The free-range ego became a subject of scrutiny because Romantic individualism, egotism politicized, was incompatible with a society built on communal values such as self-sacrifice, cooperation, tolerance, and forgiveness. Matthew Arnold in Culture and Anarchy (1867) called individualism “Doing as One Likes” and believed it led to anarchy. The Victorians were given to nostalgia, and many found in pre-industrial "Merry Old England" a release from savage capitalism, factory towns, and despoliation of community. The monasteries of the Middle Ages offered a paradigm of communitarian life guided by a single, lofty ideal. Each person was committed to ensuring his or her destiny, yet each’s importance was subordinate to the collective that nightly broke bread together, prayed together, and was bound by a common faith.

Eliot is a conservative in the vein of Edmund Burke, as were two of her most beloved Romantic precursors, Scott and Wordsworth. Her conservatism is more cultural than political. Like Wordsworth she sought in the home, the family, and the memory-infused site of our childhood the source of our deepest, strongest sentiments and attachments. In pre-industrial England the family, the village, and the town were micro-communities, each with its own history, traditions, and pieties that had passed through history's sieve and survived for centuries. Home included household implements that were infused with sentiment through decades of use. She writes in Daniel Deronda( 1876),

                                 A human life, I think, should be well rooted in some spot of native land, where it

                                 may get the love of tender kinship for the face of earth, for the labours men go forth to. . .

                                 for whatever will give that early home a familiar unmistakeable difference amidst the

                                 future widening of knowledge: a spot where the definiteness of early memories may be

                                 inwrought with affection and kindly acquaintance with all neighbours, even to

                                 the dogs and donkeys, may spread not by sentimental effort and reflection but

                                 as a sweet habit of the blood.

The “spot” was radiant with “tender kinship” so ritualized as to be a habit of the blood. As children we were embraced, protected, and connected. We didn't think of ourselves as apart. 
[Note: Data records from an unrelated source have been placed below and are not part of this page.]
impl CollectionSynchronizer {
    pub fn new(store: Arc<dyn RemoteStore>) -> Self {
        Self::with_events(store, Arc::new(EventBus::new()))
    }

    pub fn with_events(store: Arc<dyn RemoteStore>, events: Arc<EventBus>) -> Self {
        let collection = |kind| Collection {
            kind,
            state: Mutex::new(CollectionState::new()),
        };
        Self {
            inner: Arc::new(Inner {
                store,
                collections: [
                    collection(CollectionKind::Tools),
                    collection(CollectionKind::News),
                ],
                events,
            }),
        }
    }

    pub fn store(&self) -> &Arc<dyn RemoteStore> {
        &self.inner.store
    }

    pub fn events(&self) -> &Arc<EventBus> {
        &self.inner.events
    }

    /// Subscribe to snapshots of `kind`.
    ///
    /// The callback receives snapshots published after this call in
    /// increasing `seq` order, one at a time. A snapshot that loses a race to
    /// a newer one is skipped rather than delivered late. A subscriber joining
    /// a live or local collection gets the current snapshot right away.
    ///
    /// The callback must not publish to the same collection synchronously.
    ///
    /// Must be called from within a Tokio runtime.
    pub fn subscribe(
        &self,
        kind: CollectionKind,
        callback: impl Fn(&Snapshot) + Send + Sync + 'static,
    ) -> SubscriptionHandle {
        let subscriber = Arc::new(Subscriber::new(Box::new(callback)));
        let collection = self.inner.collection(kind);

        let mut start = None;
        let mut local = false;
        let current = {
            let mut state = collection.lock();
            state.subscribers.push(Arc::clone(&subscriber));
            match state.phase {
                Phase::Unsubscribed if self.inner.store.is_configured() => {
                    state.phase = Phase::Subscribing;
                    state.generation += 1;
                    start = Some(state.generation);
                    None
                }
                Phase::Unsubscribed => {
                    state.phase = Phase::Local;
                    local = true;
                    Some(state.snapshot(kind))
                }
                Phase::Subscribing => None,
                Phase::Live | Phase::Local => Some(state.snapshot(kind)),
            }
        };

        if let Some(generation) = start {
            debug!("Starting {} subscription (generation {})", collection.kind, generation);
            let driver = tokio::spawn(drive(Arc::clone(&self.inner), kind, generation));
            let mut state = collection.lock();
            if state.generation == generation && state.phase != Phase::Unsubscribed {
                state.driver = Some(driver);
            } else {
                driver.abort();
            }
        }
        if local {
            info!("No remote store configured; {} runs in local-only mode", kind);
            self.inner.events.emit(CatalogEvent::LocalMode {
                kind,
                timestamp: now_millis(),
            });
        }
        if let Some(snapshot) = current {
            subscriber.deliver(&snapshot);
        }

        SubscriptionHandle {
            inner: Arc::downgrade(&self.inner),
            kind,
            subscriber: Some(subscriber),
        }
    }

    /// The current snapshot of `kind`.
    pub fn snapshot(&self, kind: CollectionKind) -> Snapshot {
        self.inner.collection(kind).lock().snapshot(kind)
    }

    pub fn phase(&self, kind: CollectionKind) -> Phase {
        self.inner.collection(kind).lock().phase
    }

    pub fn subscriber_count(&self, kind: CollectionKind) -> usize {
        self.inner.collection(kind).lock().subscribers.len()
    }

    /// Whether mutations on `kind` go to the remote store.
    pub fn is_remote_backed(&self, kind: CollectionKind) -> bool {
        self.inner.store.is_configured() && self.phase(kind) != Phase::Local
    }

    /// Append records to a local-only collection (demo data). Returns false
    /// and changes nothing when the collection is remote-backed.
    pub fn seed_local(&self, kind: CollectionKind, records: Vec<Record>) -> bool {
        if self.is_remote_backed(kind) {
            warn!("Ignoring local seed for remote-backed {}", kind);
            return false;
        }
        let records: Vec<Record> = records.into_iter().filter(|r| r.kind() == kind).collect();
        self.modify(kind, SnapshotOrigin::Local, |current| {
            let mut next = current.to_vec();
            next.extend(records);
            Some(next)
        });
        true
    }

    /// Apply `change` to the current records under the collection lock.
    ///
    /// Returns the snapshot before the change (the rollback point) and the
    /// published snapshot, if `change` produced one.
    pub(crate) fn modify(
        &self,
        kind: CollectionKind,
        origin: SnapshotOrigin,
        change: impl FnOnce(&[Record]) -> Option<Vec<Record>>,
    ) -> (Snapshot, Option<Snapshot>) {
        let (before, published, subscribers) = {
            let mut state = self.inner.collection(kind).lock();
            let before = state.snapshot(kind);
            match change(before.records()) {
                Some(records) => {
                    state.seq += 1;
                    state.records = Arc::new(records);
                    let published = state.snapshot(kind);
                    (before, Some(published), state.subscribers.clone())
                }
                None => (before, None, Vec::new()),
            }
        };

        if let Some(snapshot) = &published {
            self.inner.events.emit(CatalogEvent::SnapshotPublished {
                kind,
                seq: snapshot.seq(),
                len: snapshot.len(),
                origin,
                timestamp: now_millis(),
            });
            for subscriber in subscribers {
                subscriber.deliver(snapshot);
            }
        }
        (before, published)
    }

    /// Put back exactly the records of `rollback`, as a fresh publish.
    pub(crate) fn restore(&self, rollback: &Snapshot) -> Option<Snapshot> {
        self.inner.install(
            rollback.kind(),
            rollback.shared_records(),
            SnapshotOrigin::Rollback,
            Source::Local,
        )
    }
}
Individualism was born in the Renaissance. Hamlet’s self-absorption (1609) and probing of consciousness identify him as our kin. Evidence for this new sense of self appeared in the keeping of diaries and journals and in two new genres, self-portraits, such as Jan Van Eyck's of 1433 and several by Dürer beginning in 1500, and in the development of the novel. Don Quixote (Part I, 1605; Part II, 1609), generally cited as the first Western novel, was well-suited to depicting the protagonist's indefatigable individuality. Daniel Defoe's The Life and Surprizing Adventures of Robinson Crusoe (1719), arguably the first novel in English, records in detail the hero's twenty-seven years alone on the Island of Despair, the individual without inhibiting constraints, connections, or obligations to any but himself. St. Augustine’s Confessions (about 400 C.E.), the first autobiography in the West, recounted his conversion to Christianity. By the time of Rousseau’s Confessions (completed in 1769, published in 1782), its title deliberately echoing its predecessor, the confession was a proud, defiant declaration to his readers of just who he was and a model for subsequent autobiographies. Augustine begins, “Great art Thou, O Lord, and greatly to be praised; great is Thy power, and Thy wisdom infinite." Rousseau's opening sentence hymns the self, “When Nature made me she broke the mold.” Each of us has a unique mental fingerprint that deserves recognition. Yet Eliot insists that what we have in common—the forces that made us and the death that will extinguish us—not what sets us apart, should define us.

For us to learn how in reality people think and feel about us some calamitous event must expose the extent of people’s fondness or disdain: “Who can know how much of his [anyone's] most inward life is made up of the thoughts he believes other men to have about him, until that fabric of opinion is threatened with ruin?” Fiction and drama are especially suited to revealing in a triple exposure the incongruity between how someone sees himself, how he believes he is seen, and how he is actually seen. This is fertile ground for an ironist like Eliot, who reveals the often comic and sometimes tragic consequences of an individual's delusions about his or her place in the world. A character in Silas Marner tartly observes that “''There's allays two 'pinions; there's the 'pinion a man has of himsen, and there's the 'pinion other folks have on him. There'd be two 'pinions about a cracked bell, if the bell could hear itself.'" But it cannot, and whatever the bell's opinion of itself, the bell is cracked, as the public that hears it attests. If, then, we want a reliable opinion of the bell we ask the public for whom it rings.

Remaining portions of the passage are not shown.